Saved entries
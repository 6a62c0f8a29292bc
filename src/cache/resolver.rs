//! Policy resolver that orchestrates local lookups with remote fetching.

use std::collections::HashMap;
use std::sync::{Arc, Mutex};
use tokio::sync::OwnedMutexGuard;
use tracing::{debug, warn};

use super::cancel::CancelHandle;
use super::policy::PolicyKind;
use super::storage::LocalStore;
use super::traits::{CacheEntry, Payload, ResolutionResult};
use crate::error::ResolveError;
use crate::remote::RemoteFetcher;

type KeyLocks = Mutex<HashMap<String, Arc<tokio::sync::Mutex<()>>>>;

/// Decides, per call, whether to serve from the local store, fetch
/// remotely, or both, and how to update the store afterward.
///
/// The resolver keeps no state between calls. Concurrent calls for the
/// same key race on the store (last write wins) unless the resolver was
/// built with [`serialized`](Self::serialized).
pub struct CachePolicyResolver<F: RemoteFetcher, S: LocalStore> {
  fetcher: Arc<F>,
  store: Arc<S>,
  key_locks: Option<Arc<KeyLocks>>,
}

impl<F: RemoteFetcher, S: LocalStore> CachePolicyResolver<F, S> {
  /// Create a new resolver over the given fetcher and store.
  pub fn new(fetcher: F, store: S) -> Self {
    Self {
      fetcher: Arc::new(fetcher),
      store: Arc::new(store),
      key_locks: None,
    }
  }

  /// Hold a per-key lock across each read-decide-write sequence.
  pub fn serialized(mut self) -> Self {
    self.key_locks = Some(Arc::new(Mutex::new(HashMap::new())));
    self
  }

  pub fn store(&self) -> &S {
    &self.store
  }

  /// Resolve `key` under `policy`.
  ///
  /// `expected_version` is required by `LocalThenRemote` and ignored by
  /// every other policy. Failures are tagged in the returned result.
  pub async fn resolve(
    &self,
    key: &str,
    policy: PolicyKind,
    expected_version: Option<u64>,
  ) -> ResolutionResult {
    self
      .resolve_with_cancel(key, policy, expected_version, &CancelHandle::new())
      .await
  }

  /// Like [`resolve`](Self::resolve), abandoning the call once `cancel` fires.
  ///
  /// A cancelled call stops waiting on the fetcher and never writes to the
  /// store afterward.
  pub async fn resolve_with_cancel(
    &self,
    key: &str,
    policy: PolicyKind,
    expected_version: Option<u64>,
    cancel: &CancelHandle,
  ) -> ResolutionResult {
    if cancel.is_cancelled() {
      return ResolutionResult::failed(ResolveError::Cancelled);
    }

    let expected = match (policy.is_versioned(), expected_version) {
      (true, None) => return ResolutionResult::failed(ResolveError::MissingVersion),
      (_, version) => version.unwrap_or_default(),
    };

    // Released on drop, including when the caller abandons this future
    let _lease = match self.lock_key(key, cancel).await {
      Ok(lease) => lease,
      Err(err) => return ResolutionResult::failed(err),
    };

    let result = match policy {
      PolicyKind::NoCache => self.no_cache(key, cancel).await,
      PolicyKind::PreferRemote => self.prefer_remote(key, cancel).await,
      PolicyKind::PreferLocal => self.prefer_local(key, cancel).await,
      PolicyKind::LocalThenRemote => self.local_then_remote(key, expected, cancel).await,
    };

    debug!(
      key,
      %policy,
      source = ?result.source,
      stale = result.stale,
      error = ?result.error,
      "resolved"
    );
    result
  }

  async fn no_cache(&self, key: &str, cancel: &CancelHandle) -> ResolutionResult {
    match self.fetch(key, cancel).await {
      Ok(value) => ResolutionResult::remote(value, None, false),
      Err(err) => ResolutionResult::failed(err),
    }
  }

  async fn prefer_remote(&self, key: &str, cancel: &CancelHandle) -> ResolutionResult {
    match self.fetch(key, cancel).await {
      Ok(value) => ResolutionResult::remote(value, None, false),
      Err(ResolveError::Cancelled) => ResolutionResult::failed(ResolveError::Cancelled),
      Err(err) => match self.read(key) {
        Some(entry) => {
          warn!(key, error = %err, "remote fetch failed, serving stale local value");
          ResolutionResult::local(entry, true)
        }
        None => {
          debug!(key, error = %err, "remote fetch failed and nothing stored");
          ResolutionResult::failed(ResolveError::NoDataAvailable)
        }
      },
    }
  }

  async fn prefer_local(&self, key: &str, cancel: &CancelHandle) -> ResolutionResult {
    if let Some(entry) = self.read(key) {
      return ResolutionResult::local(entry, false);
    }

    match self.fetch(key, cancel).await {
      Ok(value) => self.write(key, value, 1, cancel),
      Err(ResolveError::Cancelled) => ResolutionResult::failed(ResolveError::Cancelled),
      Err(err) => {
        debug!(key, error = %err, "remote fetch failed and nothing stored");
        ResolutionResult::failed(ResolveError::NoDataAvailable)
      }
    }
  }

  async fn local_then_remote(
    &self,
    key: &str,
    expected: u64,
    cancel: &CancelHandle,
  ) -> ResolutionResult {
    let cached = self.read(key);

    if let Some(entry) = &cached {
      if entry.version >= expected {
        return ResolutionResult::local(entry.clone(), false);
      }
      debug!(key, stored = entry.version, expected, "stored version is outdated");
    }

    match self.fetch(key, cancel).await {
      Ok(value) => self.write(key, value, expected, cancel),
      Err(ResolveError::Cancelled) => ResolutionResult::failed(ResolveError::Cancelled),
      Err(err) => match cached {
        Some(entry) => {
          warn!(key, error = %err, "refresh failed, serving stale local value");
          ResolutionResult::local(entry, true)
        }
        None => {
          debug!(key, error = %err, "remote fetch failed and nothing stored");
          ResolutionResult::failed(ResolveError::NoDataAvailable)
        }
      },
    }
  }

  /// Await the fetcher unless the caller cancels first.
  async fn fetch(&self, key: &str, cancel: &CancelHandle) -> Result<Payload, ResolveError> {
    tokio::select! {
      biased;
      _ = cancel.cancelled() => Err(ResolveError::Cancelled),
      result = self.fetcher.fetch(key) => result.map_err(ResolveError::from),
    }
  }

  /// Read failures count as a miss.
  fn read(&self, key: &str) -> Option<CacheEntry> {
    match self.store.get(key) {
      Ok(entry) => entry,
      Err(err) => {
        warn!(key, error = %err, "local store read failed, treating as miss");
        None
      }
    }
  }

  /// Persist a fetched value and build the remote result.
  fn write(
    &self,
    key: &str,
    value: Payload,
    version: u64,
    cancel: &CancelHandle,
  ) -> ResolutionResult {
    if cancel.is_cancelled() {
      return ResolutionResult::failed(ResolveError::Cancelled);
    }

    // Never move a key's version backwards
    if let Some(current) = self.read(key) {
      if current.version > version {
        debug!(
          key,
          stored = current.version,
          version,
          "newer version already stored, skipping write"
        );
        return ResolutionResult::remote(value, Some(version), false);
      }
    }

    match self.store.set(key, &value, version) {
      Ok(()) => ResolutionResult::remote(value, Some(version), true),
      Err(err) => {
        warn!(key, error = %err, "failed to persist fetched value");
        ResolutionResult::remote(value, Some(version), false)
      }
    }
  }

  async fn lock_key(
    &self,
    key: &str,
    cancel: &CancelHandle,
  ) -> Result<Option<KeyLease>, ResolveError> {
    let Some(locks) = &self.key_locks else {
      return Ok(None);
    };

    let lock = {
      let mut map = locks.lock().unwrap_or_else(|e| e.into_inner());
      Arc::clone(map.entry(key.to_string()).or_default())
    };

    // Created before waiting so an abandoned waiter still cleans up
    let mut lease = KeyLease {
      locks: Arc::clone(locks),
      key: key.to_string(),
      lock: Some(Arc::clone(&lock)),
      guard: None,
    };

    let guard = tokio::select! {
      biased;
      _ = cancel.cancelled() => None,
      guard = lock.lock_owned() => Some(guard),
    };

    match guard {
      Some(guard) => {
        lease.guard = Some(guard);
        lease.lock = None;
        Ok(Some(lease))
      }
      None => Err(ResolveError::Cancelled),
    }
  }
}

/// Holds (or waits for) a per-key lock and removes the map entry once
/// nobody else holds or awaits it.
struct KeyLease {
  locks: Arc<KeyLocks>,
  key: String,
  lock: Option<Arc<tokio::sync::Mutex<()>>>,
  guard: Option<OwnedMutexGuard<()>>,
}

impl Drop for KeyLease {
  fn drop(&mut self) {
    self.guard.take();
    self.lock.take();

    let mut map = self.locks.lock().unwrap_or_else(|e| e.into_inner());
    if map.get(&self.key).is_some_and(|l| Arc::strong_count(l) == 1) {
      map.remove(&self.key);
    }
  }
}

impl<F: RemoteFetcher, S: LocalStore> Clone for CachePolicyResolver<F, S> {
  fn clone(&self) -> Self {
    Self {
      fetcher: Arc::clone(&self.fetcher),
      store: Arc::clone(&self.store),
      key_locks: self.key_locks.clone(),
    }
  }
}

▶ [Task]: Copy every line in the records above that contains the word "fetched".

▶ [Exercise answer]:
  /// Persist a fetched value and build the remote result.
        warn!(key, error = %err, "failed to persist fetched value");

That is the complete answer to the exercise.